= Range Extender (REX) DNA element =

The Range Extender (REX) is a conserved cis-acting DNA element which was identified in 2025. REX confers extreme long-range regulatory functions to gene enhancers in mammalian genomes. The addition of the REX to short- and mid-range enhancers significantly enhance their range of interaction and by one order of magnitude. The REX sequence by itself has no inherent enhancer activity. The activity conferred to other promoters is reported to depend on highly conserved [C/T]AATTA sequences. With the description of a REX a sequence for long-range enhancer-promoter interactions has been found. It has been proposed to molecularly explain how such long-range interactions control developmental genes in mammalian. Mutations in such a REX motif has been shown to abolish the long-distance activity. The element's function or disruption has significant implications as several developmental anomalies are explainable.

== Background ==
Enhancers are regulatory DNA sequences that can alter the transcription of a target gene by interacting with the promoter. An example of such long-range cis-acting regulatory elements is the misregulation of Sonic hedgehog (Shh) within the LMBR1 gene. Further research demonstrated that a conserved non-coding sequence can act as an essential cis-regulatory element and that its deletion resulted in loss of Shh expression. Through this remodelling a high order topology can be established, thereby illustrating the mechanistic principles of REX within chromosome architecture. A more recent study revealed that REX contains a conserved binding domain to enable enhancer action over extreme genomic distances thereby increasing the enhancer-promoter interaction thereby differentiating between long-range and cell-type enhancer functions.
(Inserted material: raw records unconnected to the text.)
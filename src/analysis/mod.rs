// Ultralytics 🚀 AGPL-3.0 License - https://ultralytics.com/license
/// 行为分析系统 (Behavior Analysis System)
///
/// - zones:    区域划分 (entry / exit / checkout / main_area)
/// - behavior: 离场轨迹的行为分类
/// - summary:  客流汇总与经营建议
pub mod behavior;
pub mod summary;
pub mod zones;

pub use behavior::{BehaviorAnalyzer, BehaviorLabel, BehaviorResult, BehaviorRule, Stop};
pub use summary::{insights, summarize, Insights, Recommendation, Summary};
pub use zones::{Zone, ZoneClassifier, ZoneRect, MAIN_AREA};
Before REX was discovered, it was proposed that such specialized DNA sequence elements might be required for long-range interactions over megabase distances.

== Discovery ==
REX was discovered by in vivo enhancer-replacement in mice. In those experiments, REX motifs were mutated which abolished long-range interactions while short-range activities remained intact.
== Sequence features and binding preferences ==
REX contains highly conserved domain motifs, such as [C/T]AATTA. The TAAT core has been shown a key determinant of DNA binding specificity. This variation in the flanking bases suggests REX to function by recruiting homeodomain transcription factors.
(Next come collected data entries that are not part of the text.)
//! The rule driver: ties searches, conditions and configs together into the
//! final query strings.

use std::collections::HashMap;

use logseed_parser::{Config, Rule, Search};

use crate::error::{EvalError, Result};
use crate::modifier::MatchMode;
use crate::result::Evaluation;
use crate::synth::SyntheticDataGenerator;

/// Caller-supplied hook resolving `%placeholder%` values into concrete
/// strings.
pub type PlaceholderExpander =
    dyn Fn(&str) -> std::result::Result<Vec<String>, Box<dyn std::error::Error + Send + Sync>>;

/// Evaluates one Sigma rule into query strings with synthetic sample values.
///
/// Built with [`RuleEvaluator::for_rule`] plus the builder options, then
/// driven by [`RuleEvaluator::alters`]. Evaluation mutates the internal
/// pseudo-random generator, so `alters` takes `&mut self`; evaluating rules
/// in parallel requires one evaluator per rule.
pub struct RuleEvaluator {
    rule: Rule,
    configs: Vec<Config>,
    /// Backend indexes this rule routes to, from matching config logsources.
    indexes: Vec<String>,
    /// Extra field conditions tied to those indexes.
    index_conditions: Vec<Search>,
    /// Compiled rule-field → event-field mapping, merged across configs.
    fieldmappings: HashMap<String, Vec<String>>,
    expander: Option<Box<PlaceholderExpander>>,
    mode: MatchMode,
    generator: SyntheticDataGenerator,
}

impl RuleEvaluator {
    /// Create an evaluator for the given rule with no config, case-insensitive
    /// matching, and an entropy-seeded generator.
    pub fn for_rule(rule: Rule) -> Self {
        Self {
            rule,
            configs: Vec::new(),
            indexes: Vec::new(),
            index_conditions: Vec::new(),
            fieldmappings: HashMap::new(),
            expander: None,
            mode: MatchMode::CaseInsensitive,
            generator: SyntheticDataGenerator::new(),
        }
    }

    /// Add a backend config. Configs are applied in `order`; their
    /// fieldmappings are merged and their logsource mappings matched against
    /// the rule's logsource.
    pub fn with_config(mut self, config: Config) -> Self {
        self.configs.push(config);
        self.recompile_configs();
        self
    }

    /// Install the `%placeholder%` expansion hook.
    pub fn with_placeholder_expander<F>(mut self, f: F) -> Self
    where
        F: Fn(&str) -> std::result::Result<Vec<String>, Box<dyn std::error::Error + Send + Sync>>
            + 'static,
    {
        self.expander = Some(Box::new(f));
        self
    }

    /// Switch to case-sensitive matching: synthetic values keep the casing of
    /// the rule's match values.
    pub fn case_sensitive(mut self) -> Self {
        self.mode = MatchMode::CaseSensitive;
        self
    }

    /// Use a fixed generator seed, for reproducible output.
    pub fn with_seed(mut self, seed: u64) -> Self {
        self.generator = SyntheticDataGenerator::with_seed(seed);
        self
    }

    /// Backend indexes derived from the configs for this rule's logsource.
    pub fn indexes(&self) -> &[String] {
        &self.indexes
    }

    /// Index-scoped field conditions derived from the configs.
    pub fn index_conditions(&self) -> &[Search] {
        &self.index_conditions
    }

    fn recompile_configs(&mut self) {
        self.configs.sort_by_key(|c| c.order.unwrap_or(i64::MAX));

        self.fieldmappings.clear();
        self.indexes.clear();
        self.index_conditions.clear();

        for config in &self.configs {
            for (field, targets) in &config.fieldmappings {
                self.fieldmappings
                    .insert(field.clone(), targets.clone());
            }
            for mapping in config.logsources.values() {
                if !mapping.matches(&self.rule.logsource) {
                    continue;
                }
                self.indexes.extend(mapping.index.iter().cloned());
                if let Some(conditions) = &mapping.conditions {
                    self.index_conditions.push(conditions.clone());
                }
            }
        }
    }

    /// Evaluate the rule: every named search becomes a filter list, every
    /// condition a token list, and the two are combined into the final query
    /// strings.
    pub fn alters(&mut self) -> Result<Evaluation> {
        for condition in &self.rule.detection.conditions {
            if let Some(agg) = &condition.aggregation {
                return Err(EvalError::UnsupportedFeature(format!(
                    "aggregation: {agg}"
                )));
            }
        }

        let mut result = Evaluation::default();

        // Searches, in a fixed order so generator draws are reproducible
        let mut search_list: Vec<(String, Search)> = self
            .rule
            .detection
            .searches
            .iter()
            .map(|(name, search)| (name.clone(), search.clone()))
            .collect();
        search_list.sort_by(|a, b| a.0.cmp(&b.0));

        for (identifier, search) in &search_list {
            let filters = self.evaluate_search(search)?;
            result.searches.insert(identifier.clone(), filters);
        }

        // Conditions
        let conditions = self.rule.detection.conditions.clone();
        for condition in &conditions {
            let mut tokens = Vec::new();
            self.walk_condition(&condition.search, &mut tokens, true)?;
            result.conditions.push(tokens);
        }

        // Queries: substitute search identifiers with their rendered filters
        for tokens in &result.conditions {
            let mut parts = Vec::with_capacity(tokens.len());
            for token in tokens {
                match result.searches.get(token) {
                    Some(filters) => parts.push(render_search(filters, tokens.len())),
                    None => parts.push(token.clone()),
                }
            }
            result.queries.push(parts.concat());
            result.sourcetypes.push(self.sourcetype());
        }

        Ok(result)
    }

    /// `"<product> <service>"`, `"<product>"`, or nothing.
    fn sourcetype(&self) -> Option<String> {
        let logsource = &self.rule.logsource;
        match (&logsource.product, &logsource.service) {
            (Some(product), Some(service)) => Some(format!("{product} {service}")),
            (Some(product), None) => Some(product.clone()),
            _ => None,
        }
    }

    pub(crate) fn rule(&self) -> &Rule {
        &self.rule
    }

    pub(crate) fn mode(&self) -> MatchMode {
        self.mode
    }

    pub(crate) fn fieldmappings(&self) -> &HashMap<String, Vec<String>> {
        &self.fieldmappings
    }

    pub(crate) fn generator(&mut self) -> &mut SyntheticDataGenerator {
        &mut self.generator
    }

    pub(crate) fn expand_placeholder(&self, name: &str) -> Result<Vec<String>> {
        let Some(expander) = &self.expander else {
            return Err(EvalError::UnresolvedPlaceholder(
                name.to_string(),
                "no placeholder expander function defined".to_string(),
            ));
        };
        expander(name)
            .map_err(|e| EvalError::UnresolvedPlaceholder(name.to_string(), e.to_string()))
    }
}

/// Render a search's filter list in place of its identifier token.
///
/// Inside a multi-token condition the filters are AND-joined and
/// parenthesized; a lone multi-filter search is AND-joined bare; a lone
/// single-filter search is inserted as-is.
fn render_search(filters: &[String], token_count: usize) -> String {
    if token_count > 1 {
        format!("({})", filters.join(" and "))
    } else if filters.len() > 1 {
        filters.join(" and ")
    } else {
        filters.first().cloned().unwrap_or_default()
    }
}

// =============================================================================
// Tests
// =============================================================================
== Mechanistic 3D genome organization ==

Three-dimensional organisation with chromatin loop extrusion provides the basis for topologically associated domains (TADs). TADs are an architectural feature of genome organization. TADs and loops are organized by the protein cohesin, while their positioning and stability is modulated by effectors such as CTCF and WAPL. Through spatial and temporal imaging it was shown that long-range transcriptional regulation might be dependent on transient physical interaction.